The increasing number of public surveillance cameras is no secret, but data is starting to be used to predict high-risk locations and victimization risk. Predictive policing technology, along with citizen and official city-led police monitoring, should in theory be able to be utilized effectively. Short-term illegal activity can be predicted in certain areas based on the data. As a result, law enforcement will have an increased presence in the area to monitor potential crime.
However, this data needs to be carefully monitored and analyzed by trained professional data analysts and scientists.
Earlier this year, police used a man’s pacemaker data as a key piece of evidence to charge him with burning his house down and trying to commit insurance fraud. Cops looked at his heart rate, pace demand, and cardiac rhythms before, during and after fire. The data didn’t match the story he told about timing of the incident.
However, as criminal investigators seek to use data as evidence, they must have a balancing act between justice and privacy, otherwise lawsuits are waiting to happen.
Education-related apps have joined the fray to become another field poised to embrace IoT technology. Some of the big leaps are happening at the college level.
For example, many college football stadiums use sensors connected to Wi-Fi to monitor things like temperature, leaky faucets, and even noise levels within the stadium. These data-driven observations then allow them to work on things like tracking parking availability and concession/restroom wait times. The final magnificent step is to make all of that useful information available to mobile phone users in the stadium, giving them more time at the game and less waiting in lines.

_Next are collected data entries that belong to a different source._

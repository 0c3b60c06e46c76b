//! One watched test invocation.
//!
//! A [`TestInvocation`] spawns a simulator or device runner, scans its merged
//! output line by line for a completion marker and decides the verdict from
//! the marker line through a [`Criteria`] hook. A watchdog bounds the wait:
//! if no marker shows up in time the child is killed and the invocation
//! fails. The child is also killed once a verdict is reached, since boot
//! tests leave the simulator running after the marker.
//!
//! ```text
//! NotRun --spawn--> Running --marker, criteria ok--> Succeeded
//!                      |----marker, criteria ko----> Failed
//!                      |----eof without marker-----> Failed
//!                      '----watchdog elapsed-------> Failed (killed)
//! ```

use std::time::Duration;

use embci_core::Outcome;
use regex::Regex;
use tokio::process::Child;
use tokio::time::Instant;
use tracing::{debug, info, warn};

use crate::error::{GateError, GateResult};
use crate::runner::{spawn_merged, CommandSpec};

/// Default watchdog window.
pub const DEFAULT_WATCHDOG: Duration = Duration::from_secs(600);

/// Lifecycle of a [`TestInvocation`].
#[derive(Debug, Clone, Copy, PartialEq, Eq)]
pub enum InvocationState {
    NotRun,
    Running,
    Succeeded,
    Failed,
}

/// Marker predicate plus success criterion on the marker line.
pub trait Criteria: Send + Sync {
    /// Whether `line` is the completion line.
    fn is_marker(&self, line: &str) -> bool;

    /// Verdict for the completion line.
    fn judge(&self, line: &str) -> bool;
}

/// Seeing the marker is success.
#[derive(Debug, Clone)]
pub struct MarkerCriteria {
    marker: String,
}

impl MarkerCriteria {
    pub fn new(marker: impl Into<String>) -> Self {
        Self {
            marker: marker.into(),
        }
    }
}

impl Criteria for MarkerCriteria {
    fn is_marker(&self, line: &str) -> bool {
        line.contains(&self.marker)
    }

    fn judge(&self, _line: &str) -> bool {
        true
    }
}

/// The marker line ends with a measurement that must stay under a bound.
#[derive(Debug, Clone)]
pub struct LatencyCriteria {
    marker: String,
    threshold: f64,
}

impl LatencyCriteria {
    pub fn new(marker: impl Into<String>, threshold: f64) -> Self {
        Self {
            marker: marker.into(),
            threshold,
        }
    }
}

/// Trailing decimal number of `line`, ignoring a unit suffix.
pub fn trailing_number(line: &str) -> Option<f64> {
    let trimmed = line.trim_end().trim_end_matches(|c: char| c.is_ascii_alphabetic());
    let trimmed = trimmed.trim_end();
    let start = trimmed
        .char_indices()
        .rev()
        .take_while(|(_, c)| c.is_ascii_digit() || *c == '.')
        .last()
        .map(|(i, _)| i)?;
    trimmed[start..].parse().ok()
}

impl Criteria for LatencyCriteria {
    fn is_marker(&self, line: &str) -> bool {
        line.contains(&self.marker)
    }

    fn judge(&self, line: &str) -> bool {
        match trailing_number(line) {
            Some(v) => v <= self.threshold,
            None => {
                warn!(line, "latency line has no trailing number");
                false
            }
        }
    }
}

/// The marker line reports `pass: N` and `fail: M` counters.
#[derive(Debug, Clone)]
pub struct PassFailCriteria {
    marker: String,
    pass: Regex,
    fail: Regex,
}

impl PassFailCriteria {
    pub fn new(marker: impl Into<String>) -> GateResult<Self> {
        let compile = |pattern: &str| {
            Regex::new(pattern).map_err(|e| GateError::Command {
                command: "regex".to_string(),
                output: e.to_string(),
            })
        };
        Ok(Self {
            marker: marker.into(),
            pass: compile(r"(?i)pass(?:ed)?\s*[:=]\s*(\d+)")?,
            fail: compile(r"(?i)fail(?:ed)?\s*[:=]\s*(\d+)")?,
        })
    }

    fn count(re: &Regex, line: &str) -> Option<u64> {
        re.captures(line)?.get(1)?.as_str().parse().ok()
    }
}

impl Criteria for PassFailCriteria {
    fn is_marker(&self, line: &str) -> bool {
        line.contains(&self.marker)
    }

    fn judge(&self, line: &str) -> bool {
        match (Self::count(&self.pass, line), Self::count(&self.fail, line)) {
            (Some(pass), Some(fail)) => fail == 0 && pass > 0,
            _ => false,
        }
    }
}

/// A single watched run of a test command.
pub struct TestInvocation {
    spec: CommandSpec,
    criteria: Box<dyn Criteria>,
    watchdog: Duration,
    state: InvocationState,
    pid: Option<u32>,
    marker_line: Option<String>,
}

impl TestInvocation {
    pub fn new(spec: CommandSpec, criteria: Box<dyn Criteria>, watchdog: Duration) -> Self {
        Self {
            spec,
            criteria,
            watchdog,
            state: InvocationState::NotRun,
            pid: None,
            marker_line: None,
        }
    }

    pub fn state(&self) -> InvocationState {
        self.state
    }

    /// Pid of the last spawned child.
    pub fn pid(&self) -> Option<u32> {
        self.pid
    }

    /// The line that carried the completion marker, if any.
    pub fn marker_line(&self) -> Option<&str> {
        self.marker_line.as_deref()
    }

    /// Make the invocation runnable again.
    pub fn reset_state(&mut self) {
        self.state = InvocationState::NotRun;
        self.pid = None;
        self.marker_line = None;
    }

    /// Spawn the command and wait for a verdict.
    ///
    /// Calling `run` again without [`reset_state`](Self::reset_state) does
    /// nothing and returns `Failure`.
    pub async fn run(&mut self) -> GateResult<Outcome> {
        if self.state != InvocationState::NotRun {
            warn!(command = %self.spec.display(), state = ?self.state, "invocation not reset");
            return Ok(Outcome::Failure);
        }

        let command = self.spec.display();
        let (mut child, mut rx) = match spawn_merged(&self.spec) {
            Ok(spawned) => spawned,
            Err(e) => {
                self.state = InvocationState::Failed;
                return Err(GateError::Command {
                    command,
                    output: e.to_string(),
                });
            }
        };
        self.state = InvocationState::Running;
        self.pid = child.id();
        info!(command = %command, pid = ?self.pid, watchdog_s = self.watchdog.as_secs(), "test running");

        let deadline = Instant::now() + self.watchdog;
        let verdict = loop {
            match tokio::time::timeout_at(deadline, rx.recv()).await {
                Ok(Some(line)) => {
                    println!("{}", line);
                    if self.criteria.is_marker(&line) {
                        let ok = self.criteria.judge(&line);
                        debug!(line = %line, ok, "completion marker");
                        self.marker_line = Some(line);
                        break ok;
                    }
                }
                Ok(None) => {
                    warn!(command = %command, "output ended without completion marker");
                    break false;
                }
                Err(_) => {
                    warn!(command = %command, "watchdog elapsed");
                    break false;
                }
            }
        };

        terminate(&mut child).await;
        self.state = if verdict {
            InvocationState::Succeeded
        } else {
            InvocationState::Failed
        };
        Ok(Outcome::from_success(verdict))
    }
}

/// Kill the child if still alive and reap it.
async fn terminate(child: &mut Child) {
    match child.try_wait() {
        Ok(Some(_)) => {}
        _ => {
            let _ = child.start_kill();
            let _ = child.wait().await;
        }
    }
}

#[cfg(test)]
mod tests {
    use super::*;

    fn sh(script: &str) -> CommandSpec {
        CommandSpec::new("sh").arg("-c").arg(script)
    }

    #[test]
    fn test_trailing_number() {
        assert_eq!(trailing_number("max latency: 42"), Some(42.0));
        assert_eq!(trailing_number("avg latency 12.5us"), Some(12.5));
        assert_eq!(trailing_number("latency: n/a"), None);
    }

    #[test]
    fn test_latency_criteria() {
        let c = LatencyCriteria::new("max latency", 50.0);
        assert!(c.is_marker("max latency: 42"));
        assert!(c.judge("max latency: 42"));
        assert!(!c.judge("max latency: 51"));
        assert!(!c.judge("max latency: ??"));
    }

    #[test]
    fn test_pass_fail_criteria() {
        let c = PassFailCriteria::new("test summary").unwrap();
        assert!(c.judge("test summary pass: 12 fail: 0"));
        assert!(!c.judge("test summary pass: 12 fail: 1"));
        assert!(!c.judge("test summary pass: 0 fail: 0"));
        assert!(!c.judge("test summary"));
    }

    #[tokio::test]
    async fn test_marker_success() {
        let mut inv = TestInvocation::new(
            sh("echo booting; echo 'login: ready'; exec sleep 30"),
            Box::new(MarkerCriteria::new("login:")),
            Duration::from_secs(10),
        );
        assert_eq!(inv.state(), InvocationState::NotRun);
        assert_eq!(inv.run().await.unwrap(), Outcome::Success);
        assert_eq!(inv.state(), InvocationState::Succeeded);
        assert_eq!(inv.marker_line(), Some("login: ready"));
    }

    #[tokio::test]
    async fn test_eof_without_marker_fails() {
        let mut inv = TestInvocation::new(
            sh("echo nothing to see"),
            Box::new(MarkerCriteria::new("login:")),
            Duration::from_secs(10),
        );
        assert_eq!(inv.run().await.unwrap(), Outcome::Failure);
        assert_eq!(inv.state(), InvocationState::Failed);
    }

    #[tokio::test]
    async fn test_second_run_without_reset_is_failure() {
        let mut inv = TestInvocation::new(
            sh("echo 'done pass: 3 fail: 0'"),
            Box::new(PassFailCriteria::new("done").unwrap()),
            Duration::from_secs(10),
        );
        assert_eq!(inv.run().await.unwrap(), Outcome::Success);
        assert_eq!(inv.run().await.unwrap(), Outcome::Failure);
        assert_eq!(inv.state(), InvocationState::Succeeded);

        inv.reset_state();
        assert_eq!(inv.state(), InvocationState::NotRun);
        assert_eq!(inv.run().await.unwrap(), Outcome::Success);
    }

    #[tokio::test]
    async fn test_spawn_failure_marks_failed() {
        let mut inv = TestInvocation::new(
            CommandSpec::new("/nonexistent/qemu"),
            Box::new(MarkerCriteria::new("x")),
            Duration::from_secs(1),
        );
        assert!(inv.run().await.is_err());
        assert_eq!(inv.state(), InvocationState::Failed);
    }
}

Another application includes campus washing machines texting students when their clothes are ready to be taken out. In collegiate sports, coaches and trainers can track information of their athletes weight and body fat, as well as air quality to optimize training schedules. The possibilities are endless.
Someday, every device you own and every object you can fathom will be connected to the internet. It could be through your phone, wearables, and everyday household items. IoT will connect us in ways that we don’t even know yet. The industries above will already be ahead of the curve.